### [TASK BRIEF]
Return the listing below in full, with every line exactly as it is.

### [DATA PROVIDED]

========================================

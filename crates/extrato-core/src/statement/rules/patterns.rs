//! Regex patterns for the supported statement layouts.

use lazy_static::lazy_static;
use regex::Regex;

lazy_static! {
    // CAIXA: label on one line, value on the next
    pub static ref CAIXA_ACCOUNT: Regex = Regex::new(
        r"(?m)Conta Corrente\s*\n\s*([\d.\-]+)"
    ).unwrap();

    pub static ref CAIXA_PREVIOUS_BALANCE: Regex = Regex::new(
        r"(?m)Saldo Anterior\s*\n\s*([\d.,]+[CD]?)"
    ).unwrap();

    pub static ref CAIXA_INCOME: Regex = Regex::new(
        r"(?m)Rendimento Bruto no Mês\s*\n\s*([\d.,]+[CD]?)"
    ).unwrap();

    pub static ref CAIXA_CURRENT_BALANCE: Regex = Regex::new(
        r"(?m)Saldo Bruto\*?\s*\n\s*([\d.,]+[CD]?)"
    ).unwrap();

    // Padrão 2 / BB, direct PDF text: value right after the label's line break
    pub static ref MOVEMENT_ACCOUNT: Regex = Regex::new(
        r"Conta\n([\d\-]+)"
    ).unwrap();

    pub static ref MOVEMENT_PREVIOUS_BALANCE: Regex = Regex::new(
        r"SALDO ANTERIOR\n([\d.,]+)"
    ).unwrap();

    pub static ref MOVEMENT_INCOME: Regex = Regex::new(
        r"RENDIMENTO LÍQUIDO\n([\d.,]+)"
    ).unwrap();

    pub static ref MOVEMENT_CURRENT_BALANCE: Regex = Regex::new(
        r"SALDO ATUAL =\n([\d.,]+)"
    ).unwrap();

    // Padrão 2 / BB, CSV-derived rendering: `Label , "value`
    pub static ref MOVEMENT_ACCOUNT_CSV: Regex = Regex::new(
        r#"Conta\s*,\s*"([\d\-]+)"#
    ).unwrap();

    pub static ref MOVEMENT_PREVIOUS_BALANCE_CSV: Regex = Regex::new(
        r#"SALDO ANTERIOR\s*,\s*"([\d.,]+)"#
    ).unwrap();

    pub static ref MOVEMENT_INCOME_CSV: Regex = Regex::new(
        r#"RENDIMENTO LÍQUIDO\s*,\s*"([\d.,]+)"#
    ).unwrap();

    pub static ref MOVEMENT_CURRENT_BALANCE_CSV: Regex = Regex::new(
        r#"SALDO ATUAL =\s*,\s*"([\d.,]+)"#
    ).unwrap();
}

/// Marker printed on statements for periods without movement.
pub const NO_MOVEMENT_MARKER: &str = "NÃO HOUVE MOVIMENTO";
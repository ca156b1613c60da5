//! Amount normalization for Brazilian statements.

/// How an amount is written on the statement.
#[derive(Debug, Clone, Copy, PartialEq, Eq)]
pub enum AmountFormat {
    /// `1.000,00C`: pt-BR separators plus a trailing credit/debit letter.
    BankSuffixed,
    /// `1.000,00`: pt-BR separators only.
    Plain,
}

/// Parse a matched amount into a float.
///
/// Never fails: absent, empty or unparseable input yields 0.0. For
/// [`AmountFormat::BankSuffixed`] the C/D marker is dropped without changing
/// the sign.
pub fn parse_amount(raw: Option<&str>, format: AmountFormat) -> f64 {
    let raw = match raw {
        Some(raw) if !raw.is_empty() => raw,
        _ => return 0.0,
    };

    match format {
        AmountFormat::Plain => parse_brazilian_amount(raw),
        AmountFormat::BankSuffixed => {
            let digits: String = raw
                .trim()
                .to_uppercase()
                .chars()
                .filter(|c| !c.is_alphabetic())
                .collect();
            parse_brazilian_amount(digits.trim())
        }
    }
}

/// Parse a pt-BR amount (`1.234,56`), returning 0.0 when it is not a number.
pub fn parse_brazilian_amount(s: &str) -> f64 {
    let normalized = s.replace('.', "").replace(',', ".");
    normalized.trim().parse::<f64>().unwrap_or(0.0)
}

/// Format an amount in pt-BR currency style (`R$ 1.234,56`).
pub fn format_brl(amount: f64) -> String {
    let s = format!("{:.2}", amount.abs());
    let (integer_part, decimal_part) = s.split_once('.').unwrap_or((s.as_str(), "00"));

    // Add thousand separators
    let chars: Vec<char> = integer_part.chars().collect();
    let mut formatted = String::new();

    for (i, c) in chars.iter().enumerate() {
        if i > 0 && (chars.len() - i) % 3 == 0 {
            formatted.push('.');
        }
        formatted.push(*c);
    }

    let sign = if amount < 0.0 && s != "0.00" { "-" } else { "" };
    format!("{}R$ {},{}", sign, formatted, decimal_part)
}
//! Rule-based field extraction for bank statements.

pub mod amounts;
pub mod locator;
pub mod patterns;

pub use amounts::{format_brl, parse_amount, parse_brazilian_amount, AmountFormat};
pub use locator::{Field, FieldPattern};
pub use patterns::NO_MOVEMENT_MARKER;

========================================

### [RESPONSE AREA]
filename crates/extrato-core/src/statement/rules/patterns.rs
//! Regex patterns for the supported statement layouts.

use lazy_static::lazy_static;
use regex::Regex;

lazy_static! {
    // CAIXA: label on one line, value on the next
    pub static ref CAIXA_ACCOUNT: Regex = Regex::new(
        r"(?m)Conta Corrente\s*\n\s*([\d.\-]+)"
    ).unwrap();

    pub static ref CAIXA_PREVIOUS_BALANCE: Regex = Regex::new(
        r"(?m)Saldo Anterior\s*\n\s*([\d.,]+[CD]?)"
    ).unwrap();

    pub static ref CAIXA_INCOME: Regex = Regex::new(
        r"(?m)Rendimento Bruto no Mês\s*\n\s*([\d.,]+[CD]?)"
    ).unwrap();

    pub static ref CAIXA_CURRENT_BALANCE: Regex = Regex::new(
        r"(?m)Saldo Bruto\*?\s*\n\s*([\d.,]+[CD]?)"
    ).unwrap();

    // Padrão 2 / BB, direct PDF text: value right after the label's line break
    pub static ref MOVEMENT_ACCOUNT: Regex = Regex::new(
        r"Conta\n([\d\-]+)"
    ).unwrap();

    pub static ref MOVEMENT_PREVIOUS_BALANCE: Regex = Regex::new(
        r"SALDO ANTERIOR\n([\d.,]+)"
    ).unwrap();

    pub static ref MOVEMENT_INCOME: Regex = Regex::new(
        r"RENDIMENTO LÍQUIDO\n([\d.,]+)"
    ).unwrap();

    pub static ref MOVEMENT_CURRENT_BALANCE: Regex = Regex::new(
        r"SALDO ATUAL =\n([\d.,]+)"
    ).unwrap();

    // Padrão 2 / BB, CSV-derived rendering: `Label , "value`
    pub static ref MOVEMENT_ACCOUNT_CSV: Regex = Regex::new(
        r#"Conta\s*,\s*"([\d\-]+)"#
    ).unwrap();

    pub static ref MOVEMENT_PREVIOUS_BALANCE_CSV: Regex = Regex::new(
        r#"SALDO ANTERIOR\s*,\s*"([\d.,]+)"#
    ).unwrap();

    pub static ref MOVEMENT_INCOME_CSV: Regex = Regex::new(
        r#"RENDIMENTO LÍQUIDO\s*,\s*"([\d.,]+)"#
    ).unwrap();

    pub static ref MOVEMENT_CURRENT_BALANCE_CSV: Regex = Regex::new(
        r#"SALDO ATUAL =\s*,\s*"([\d.,]+)"#
    ).unwrap();
}

/// Marker printed on statements for periods without movement.
pub const NO_MOVEMENT_MARKER: &str = "NÃO HOUVE MOVIMENTO";
repository ca156b1613c60da5
//! Amount normalization for Brazilian statements.

/// How an amount is written on the statement.
#[derive(Debug, Clone, Copy, PartialEq, Eq)]
pub enum AmountFormat {
    /// `1.000,00C`: pt-BR separators plus a trailing credit/debit letter.
    BankSuffixed,
    /// `1.000,00`: pt-BR separators only.
    Plain,
}

/// Parse a matched amount into a float.
///
/// Never fails: absent, empty or unparseable input yields 0.0. For
/// [`AmountFormat::BankSuffixed`] the C/D marker is dropped without changing
/// the sign.
pub fn parse_amount(raw: Option<&str>, format: AmountFormat) -> f64 {
    let raw = match raw {
        Some(raw) if !raw.is_empty() => raw,
        _ => return 0.0,
    };

    match format {
        AmountFormat::Plain => parse_brazilian_amount(raw),
        AmountFormat::BankSuffixed => {
            let digits: String = raw
                .trim()
                .to_uppercase()
                .chars()
                .filter(|c| !c.is_alphabetic())
                .collect();
            parse_brazilian_amount(digits.trim())
        }
    }
}

/// Parse a pt-BR amount (`1.234,56`), returning 0.0 when it is not a number.
pub fn parse_brazilian_amount(s: &str) -> f64 {
    let normalized = s.replace('.', "").replace(',', ".");
    normalized.trim().parse::<f64>().unwrap_or(0.0)
}

/// Format an amount in pt-BR currency style (`R$ 1.234,56`).
pub fn format_brl(amount: f64) -> String {
    let s = format!("{:.2}", amount.abs());
    let (integer_part, decimal_part) = s.split_once('.').unwrap_or((s.as_str(), "00"));

    // Add thousand separators
    let chars: Vec<char> = integer_part.chars().collect();
    let mut formatted = String::new();

    for (i, c) in chars.iter().enumerate() {
        if i > 0 && (chars.len() - i) % 3 == 0 {
            formatted.push('.');
        }
        formatted.push(*c);
    }

    let sign = if amount < 0.0 && s != "0.00" { "-" } else { "" };
    format!("{}R$ {},{}", sign, formatted, decimal_part)
}
//! Rule-based field extraction for bank statements.

pub mod amounts;
pub mod locator;
pub mod patterns;

pub use amounts::{format_brl, parse_amount, parse_brazilian_amount, AmountFormat};
pub use locator::{Field, FieldPattern};
pub use patterns::NO_MOVEMENT_MARKER;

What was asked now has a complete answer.